## TASK PROMPT
Each line below should be set down again unchanged.

## SUPPLIED RECORDS
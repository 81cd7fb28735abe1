//! Migrate command implementation.

use std::path::Path;

use anyhow::{Result, bail};
use barometer::HistoryStore;
use barometer::store::LoadState;

/// Rewrite the artifact as sorted positional records.
pub(crate) fn migrate_artifact(path: &Path) -> Result<()> {
    let store = HistoryStore::load(path)?;

    match store.load_state() {
        LoadState::Missing => {
            println!("No artifact at {}; nothing to migrate.", path.display());
            return Ok(());
        }
        LoadState::Recovered { backup } => {
            let backup = backup
                .as_ref()
                .map_or_else(|| "none".to_string(), |b| b.display().to_string());
            bail!(
                "{} is malformed and was not rewritten (backup: {backup})",
                path.display()
            );
        }
        LoadState::Loaded { migrated } => {
            store.persist()?;
            if *migrated > 0 {
                println!(
                    "Migrated {migrated} of {} records in {}",
                    store.len(),
                    path.display()
                );
            } else {
                println!("Normalized {} records in {}", store.len(), path.display());
            }
        }
    }
    Ok(())
}

#[cfg(test)]
mod tests {
    use super::*;
    use std::fs;
    use tempfile::tempdir;

    #[test]
    fn test_migrate_legacy_artifact() {
        let dir = tempdir().unwrap();
        let path = dir.path().join("market_indices.json");
        fs::write(
            &path,
            r#"[
    {"date": "2024-06-04", "macro": 0.55, "liquidity": NaN},
    ["2024-06-03", 0.52]
]"#,
        )
        .unwrap();

        migrate_artifact(&path).unwrap();

        let content = fs::read_to_string(&path).unwrap();
        let lines: Vec<&str> = content.lines().collect();
        assert_eq!(lines.len(), 4);
        assert!(lines[1].starts_with("[\"2024-06-03\",0.52,null,"));
        assert!(lines[2].starts_with("[\"2024-06-04\",0.55,null,null,"));

        let store = HistoryStore::load(&path).unwrap();
        assert_eq!(store.load_state(), &LoadState::Loaded { migrated: 0 });
    }

    #[test]
    fn test_migrate_refuses_malformed_artifact() {
        let dir = tempdir().unwrap();
        let path = dir.path().join("market_indices.json");
        fs::write(&path, "not valid json").unwrap();

        let err = migrate_artifact(&path).unwrap_err();
        assert!(err.to_string().contains("malformed"));
        assert_eq!(fs::read_to_string(&path).unwrap(), "not valid json");
    }

    #[test]
    fn test_migrate_missing_artifact() {
        let dir = tempdir().unwrap();
        let path = dir.path().join("market_indices.json");

        migrate_artifact(&path).unwrap();
        assert!(!path.exists());
    }
}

## ANSWER TO THE PROBLEM
repository 81cd7fb28735abe1
//! Migrate command implementation.

use std::path::Path;

use anyhow::{Result, bail};
use barometer::HistoryStore;
use barometer::store::LoadState;

/// Rewrite the artifact as sorted positional records.
pub(crate) fn migrate_artifact(path: &Path) -> Result<()> {
    let store = HistoryStore::load(path)?;

    match store.load_state() {
        LoadState::Missing => {
            println!("No artifact at {}; nothing to migrate.", path.display());
            return Ok(());
        }
        LoadState::Recovered { backup } => {
            let backup = backup
                .as_ref()
                .map_or_else(|| "none".to_string(), |b| b.display().to_string());
            bail!(
                "{} is malformed and was not rewritten (backup: {backup})",
                path.display()
            );
        }
        LoadState::Loaded { migrated } => {
            store.persist()?;
            if *migrated > 0 {
                println!(
                    "Migrated {migrated} of {} records in {}",
                    store.len(),
                    path.display()
                );
            } else {
                println!("Normalized {} records in {}", store.len(), path.display());
            }
        }
    }
    Ok(())
}

#[cfg(test)]
mod tests {
    use super::*;
    use std::fs;
    use tempfile::tempdir;

    #[test]
    fn test_migrate_legacy_artifact() {
        let dir = tempdir().unwrap();
        let path = dir.path().join("market_indices.json");
        fs::write(
            &path,
            r#"[
    {"date": "2024-06-04", "macro": 0.55, "liquidity": NaN},
    ["2024-06-03", 0.52]
]"#,
        )
        .unwrap();

        migrate_artifact(&path).unwrap();

        let content = fs::read_to_string(&path).unwrap();
        let lines: Vec<&str> = content.lines().collect();
        assert_eq!(lines.len(), 4);
        assert!(lines[1].starts_with("[\"2024-06-03\",0.52,null,"));
        assert!(lines[2].starts_with("[\"2024-06-04\",0.55,null,null,"));

        let store = HistoryStore::load(&path).unwrap();
        assert_eq!(store.load_state(), &LoadState::Loaded { migrated: 0 });
    }

    #[test]
    fn test_migrate_refuses_malformed_artifact() {
        let dir = tempdir().unwrap();
        let path = dir.path().join("market_indices.json");
        fs::write(&path, "not valid json").unwrap();

        let err = migrate_artifact(&path).unwrap_err();
        assert!(err.to_string().contains("malformed"));
        assert_eq!(fs::read_to_string(&path).unwrap(), "not valid json");
    }

    #[test]
    fn test_migrate_missing_artifact() {
        let dir = tempdir().unwrap();
        let path = dir.path().join("market_indices.json");

        migrate_artifact(&path).unwrap();
        assert!(!path.exists());
    }
}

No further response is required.